Dental Anomalies: Genetics


Development of teeth is under strict genetic control, which ensures the formation and renewal of a certain number of teeth with specific shapes and positions in a reproducible timetable. Gene mutations can disturb normal dental development and affect tooth number, shape, eruption or formation of the hard tissues, enamel, dentin or cementum. These anomalies are often observed as isolated, that is, only dentition is affected, and especially failure to develop all teeth, tooth agenesis or hypodontia is extremely common. Different dental anomalies are also observed in numerous rare developmental syndromes because the genes and genetic networks that regulate tooth morphogenesis and differentiation are also active in the development of other organs and tissues. Tooth anomalies are especially associated with other ectodermal defects and orofacial clefts. Many examples indicate that teeth are often most sensitive to a reduced activity of a specific genetic pathway which is related to the complexity and self‐organising features of dental development.

Key Concepts:

  • Teeth are specialised ectodermal organs.

  • Development of dentition is regulated by cell interactions by same signalling pathways that are active in other organs and requires modulation of signalling by antagonist factors.

  • Tooth agenesis (failure to develop all teeth) is one of the most common developmental anomalies.

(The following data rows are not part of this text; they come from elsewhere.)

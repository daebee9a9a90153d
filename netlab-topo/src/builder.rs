//! Builders for the fixed experiment topologies.

use crate::TopologyError;
use crate::addr::IfaceAddr;
use crate::spec::{Endpoint, LinkSpec, NodeSpec, TopologySpec};
use std::net::Ipv4Addr;

fn iface(addr: Ipv4Addr, prefix: u8) -> IfaceAddr {
    IfaceAddr::new(addr, prefix)
}

/// Three routers (ra, rb, rc) in three /24 subnets, each fronting a switch
/// with two hosts, and pairwise inter-router links forming a triangle.
///
/// Addressing:
/// - LANs: 10.0.0.0/24 (ra/s1/h1/h2), 10.1.0.0/24 (rb/s2/h3/h4),
///   10.2.0.0/24 (rc/s3/h5/h6); routers at .1, hosts at .2 and .3 with a
///   default route via their router.
/// - Inter-router: ra-rb on 10.100.0.0/24, rb-rc on 10.200.0.0/24,
///   rc-ra on 10.250.0.0/24.
pub fn router_triangle() -> TopologySpec {
    let lan = |third: u8, fourth: u8| iface(Ipv4Addr::new(10, third, 0, fourth), 24);
    let gw = |third: u8| Ipv4Addr::new(10, third, 0, 1);

    let nodes = vec![
        NodeSpec::router("ra", lan(0, 1)),
        NodeSpec::router("rb", lan(1, 1)),
        NodeSpec::router("rc", lan(2, 1)),
        NodeSpec::host("h1", lan(0, 2), Some(gw(0))),
        NodeSpec::host("h2", lan(0, 3), Some(gw(0))),
        NodeSpec::host("h3", lan(1, 2), Some(gw(1))),
        NodeSpec::host("h4", lan(1, 3), Some(gw(1))),
        NodeSpec::host("h5", lan(2, 2), Some(gw(2))),
        NodeSpec::host("h6", lan(2, 3), Some(gw(2))),
        NodeSpec::switch("s1"),
        NodeSpec::switch("s2"),
        NodeSpec::switch("s3"),
    ];

    let backbone = |net: u8, fourth: u8| iface(Ipv4Addr::new(10, net, 0, fourth), 24);
    let links = vec![
        // Router-switch links, one per subnet
        LinkSpec::new(
            Endpoint::plain("s1"),
            Endpoint::addressed("ra", "ra-eth1", lan(0, 1)),
        ),
        LinkSpec::new(
            Endpoint::plain("s2"),
            Endpoint::addressed("rb", "rb-eth1", lan(1, 1)),
        ),
        LinkSpec::new(
            Endpoint::plain("s3"),
            Endpoint::addressed("rc", "rc-eth1", lan(2, 1)),
        ),
        // The inter-router triangle
        LinkSpec::new(
            Endpoint::addressed("ra", "ra-eth2", backbone(100, 1)),
            Endpoint::addressed("rb", "rb-eth2", backbone(100, 2)),
        ),
        LinkSpec::new(
            Endpoint::addressed("rb", "rb-eth3", backbone(200, 1)),
            Endpoint::addressed("rc", "rc-eth2", backbone(200, 2)),
        ),
        LinkSpec::new(
            Endpoint::addressed("rc", "rc-eth3", backbone(250, 1)),
            Endpoint::addressed("ra", "ra-eth3", backbone(250, 2)),
        ),
        // Hosts behind their switches
        LinkSpec::new(Endpoint::plain("h1"), Endpoint::plain("s1")),
        LinkSpec::new(Endpoint::plain("h2"), Endpoint::plain("s1")),
        LinkSpec::new(Endpoint::plain("h3"), Endpoint::plain("s2")),
        LinkSpec::new(Endpoint::plain("h4"), Endpoint::plain("s2")),
        LinkSpec::new(Endpoint::plain("h5"), Endpoint::plain("s3")),
        LinkSpec::new(Endpoint::plain("h6"), Endpoint::plain("s3")),
    ];

    TopologySpec { nodes, links }
}

/// Four hosts in a single /24 split across two bridged switches, with the
/// configured loss percentage on the inter-switch link.
pub fn dumbbell(loss_pct: u8) -> Result<TopologySpec, TopologyError> {
    if loss_pct > 100 {
        return Err(TopologyError::LossOutOfRange(loss_pct));
    }

    let host_ip = |fourth: u8| iface(Ipv4Addr::new(10, 0, 0, fourth), 24);

    let nodes = vec![
        NodeSpec::host("h1", host_ip(1), None),
        NodeSpec::host("h2", host_ip(2), None),
        NodeSpec::host("h3", host_ip(3), None),
        NodeSpec::host("h4", host_ip(4), None),
        NodeSpec::switch("s1"),
        NodeSpec::switch("s2"),
    ];

    let links = vec![
        LinkSpec::with_loss(Endpoint::plain("s1"), Endpoint::plain("s2"), loss_pct),
        LinkSpec::new(
            Endpoint::plain("s1"),
            Endpoint::addressed("h1", "h1-eth1", host_ip(1)),
        ),
        LinkSpec::new(
            Endpoint::plain("s1"),
            Endpoint::addressed("h2", "h2-eth1", host_ip(2)),
        ),
        LinkSpec::new(
            Endpoint::plain("s2"),
            Endpoint::addressed("h3", "h3-eth2", host_ip(3)),
        ),
        LinkSpec::new(
            Endpoint::plain("s2"),
            Endpoint::addressed("h4", "h4-eth2", host_ip(4)),
        ),
    ];

    Ok(TopologySpec { nodes, links })
}

#[cfg(test)]
mod test {
    use super::*;
    use crate::route::static_mesh_routes;
    use crate::spec::NodeKind;
    use std::str::FromStr;

    #[test]
    fn triangle_shape_and_validity() {
        let topo = router_triangle();
        topo.validate().unwrap();

        assert_eq!(topo.routers().count(), 3);
        assert_eq!(topo.hosts().count(), 6);
        assert_eq!(topo.switches().count(), 3);
        assert_eq!(topo.links.len(), 12);
    }

    #[test]
    fn triangle_construction_is_deterministic() {
        assert_eq!(router_triangle(), router_triangle());
        assert_eq!(dumbbell(7).unwrap(), dumbbell(7).unwrap());
    }

    #[test]
    fn every_triangle_router_gets_exactly_two_routes() {
        let topo = router_triangle();
        let routes = static_mesh_routes(&topo).unwrap();

        assert_eq!(routes.len(), 6);
        for router in topo.routers() {
            let extra = routes.iter().filter(|r| r.router == router.name).count();
            assert_eq!(extra, 2, "{} should get two extra routes", router.name);
        }
    }

    #[test]
    fn triangle_routes_match_the_direct_links() {
        let routes = static_mesh_routes(&router_triangle()).unwrap();
        let expected = [
            ("ra", "10.1.0.0/24", "10.100.0.2", "ra-eth2"),
            ("ra", "10.2.0.0/24", "10.250.0.1", "ra-eth3"),
            ("rb", "10.0.0.0/24", "10.100.0.1", "rb-eth2"),
            ("rb", "10.2.0.0/24", "10.200.0.2", "rb-eth3"),
            ("rc", "10.0.0.0/24", "10.250.0.2", "rc-eth3"),
            ("rc", "10.1.0.0/24", "10.200.0.1", "rc-eth2"),
        ];

        for (router, destination, via, dev) in expected {
            assert!(
                routes.iter().any(|r| {
                    r.router == router
                        && r.destination.to_string() == destination
                        && r.via.to_string() == via
                        && r.dev == dev
                }),
                "missing route {router}: {destination} via {via} dev {dev}"
            );
        }
    }

    #[test]
    fn triangle_hosts_default_route_via_their_router() {
        let topo = router_triangle();
        for host in topo.hosts() {
            let gateway = host.default_route.expect("every host has a gateway");
            let subnet = host.ip.unwrap().subnet();
            let router = topo
                .routers()
                .find(|r| r.ip.unwrap().addr == gateway)
                .expect("gateway belongs to a router");
            assert!(subnet.contains(router.ip.unwrap().addr));
        }
    }

    #[test]
    fn dumbbell_loss_sits_on_the_inter_switch_link() {
        let topo = dumbbell(10).unwrap();
        topo.validate().unwrap();

        let lossy: Vec<_> = topo.links.iter().filter(|l| l.loss_pct.is_some()).collect();
        assert_eq!(lossy.len(), 1);
        assert_eq!(lossy[0].loss_pct, Some(10));
        assert_eq!(
            topo.node(&lossy[0].a.node).unwrap().kind,
            NodeKind::Switch
        );
        assert_eq!(
            topo.node(&lossy[0].b.node).unwrap().kind,
            NodeKind::Switch
        );
    }

    #[test]
    fn dumbbell_hosts_share_one_subnet() {
        let topo = dumbbell(0).unwrap();
        let subnet = crate::addr::Subnet::from_str("10.0.0.0/24").unwrap();
        for host in topo.hosts() {
            assert_eq!(host.ip.unwrap().subnet(), subnet);
        }
    }

    #[test]
    fn dumbbell_rejects_out_of_range_loss() {
        assert!(matches!(
            dumbbell(101),
            Err(TopologyError::LossOutOfRange(101))
        ));
    }
}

  • Most cases of tooth agenesis and supernumerary teeth are caused by reduced rather than complete inactivation of gene activity.

  • Dental anomalies are often diagnostic indications of a heritable syndrome or systemic disease.

  • Dental hard tissues do not regenerate after an injury and their development involve unique mechanisms.

  • Studies into congenital enamel defects are revealing functions for novel proteins that are involved in cellular regulation in ameloblasts and other cells.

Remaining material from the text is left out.